_TASK DESCRIPTION:_ Return all of the entries, keeping every word and mark as it is.

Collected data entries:
##########

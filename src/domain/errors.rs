//! Domain errors for the Colloquy phase engine.

use thiserror::Error;

/// Domain-level errors that can occur while driving a phase.
///
/// A token-budget overrun is deliberately absent: it is an expected outcome
/// carried on the step result (`StepOutcome::terminated` with a
/// `max_tokens_exceeded` reason), never an error.
#[derive(Debug, Error)]
pub enum PhaseError {
    /// Caller bug: a dialogue was requested for a role absent from the
    /// recruited set.
    #[error("Role not recruited: {0}")]
    RoleNotRecruited(String),

    /// Caller bug: the turn limit must stay within 1..=100.
    #[error("Turn limit {0} outside supported range 1..=100")]
    TurnLimitOutOfRange(usize),

    #[error("Invalid state transition from {from} to {to}: {reason}")]
    InvalidStateTransition {
        from: String,
        to: String,
        reason: String,
    },

    /// Malformed or failed model-backend response; aborts the current
    /// `execute` and surfaces to the driver.
    #[error("Backend error: {0}")]
    Backend(String),

    #[error("Persistence error: {0}")]
    Persistence(String),

    #[error("Retrieval error: {0}")]
    Retrieval(String),

    /// Reflection was requested for a phase kind with no extraction question.
    #[error("Reflection is not defined for phase kind {0}")]
    ReflectionUndefined(String),

    /// The configured chain names a phase kind the catalogue does not
    /// implement, or one without a prompt template.
    #[error("Unknown phase kind: {0}")]
    UnknownPhase(String),

    /// A coding phase concluded without any code artifact.
    #[error("No valid codes in conclusion")]
    NoValidCodes,

    #[error("Serialization error: {0}")]
    SerializationError(String),

    /// The human reviewer exited before submitting comments; the cycle is
    /// abandoned and the environment left unchanged.
    #[error("Human reviewer exited before submitting comments")]
    UserExit,
}

pub type PhaseResult<T> = Result<T, PhaseError>;

impl From<sqlx::Error> for PhaseError {
    fn from(err: sqlx::Error) -> Self {
        PhaseError::Persistence(err.to_string())
    }
}

impl From<serde_json::Error> for PhaseError {
    fn from(err: serde_json::Error) -> Self {
        PhaseError::SerializationError(err.to_string())
    }
}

##########

_WRITTEN REPLY:_
filename src/domain/errors.rs
//! Domain errors for the Colloquy phase engine.

use thiserror::Error;

/// Domain-level errors that can occur while driving a phase.
///
/// A token-budget overrun is deliberately absent: it is an expected outcome
/// carried on the step result (`StepOutcome::terminated` with a
/// `max_tokens_exceeded` reason), never an error.
#[derive(Debug, Error)]
pub enum PhaseError {
    /// Caller bug: a dialogue was requested for a role absent from the
    /// recruited set.
    #[error("Role not recruited: {0}")]
    RoleNotRecruited(String),

    /// Caller bug: the turn limit must stay within 1..=100.
    #[error("Turn limit {0} outside supported range 1..=100")]
    TurnLimitOutOfRange(usize),

    #[error("Invalid state transition from {from} to {to}: {reason}")]
    InvalidStateTransition {
        from: String,
        to: String,
        reason: String,
    },

    /// Malformed or failed model-backend response; aborts the current
    /// `execute` and surfaces to the driver.
    #[error("Backend error: {0}")]
    Backend(String),

    #[error("Persistence error: {0}")]
    Persistence(String),

    #[error("Retrieval error: {0}")]
    Retrieval(String),

    /// Reflection was requested for a phase kind with no extraction question.
    #[error("Reflection is not defined for phase kind {0}")]
    ReflectionUndefined(String),

    /// The configured chain names a phase kind the catalogue does not
    /// implement, or one without a prompt template.
    #[error("Unknown phase kind: {0}")]
    UnknownPhase(String),

    /// A coding phase concluded without any code artifact.
    #[error("No valid codes in conclusion")]
    NoValidCodes,

    #[error("Serialization error: {0}")]
    SerializationError(String),

    /// The human reviewer exited before submitting comments; the cycle is
    /// abandoned and the environment left unchanged.
    #[error("Human reviewer exited before submitting comments")]
    UserExit,
}

pub type PhaseResult<T> = Result<T, PhaseError>;

impl From<sqlx::Error> for PhaseError {
    fn from(err: sqlx::Error) -> Self {
        PhaseError::Persistence(err.to_string())
    }
}

impl From<serde_json::Error> for PhaseError {
    fn from(err: serde_json::Error) -> Self {
        PhaseError::SerializationError(err.to_string())
    }
}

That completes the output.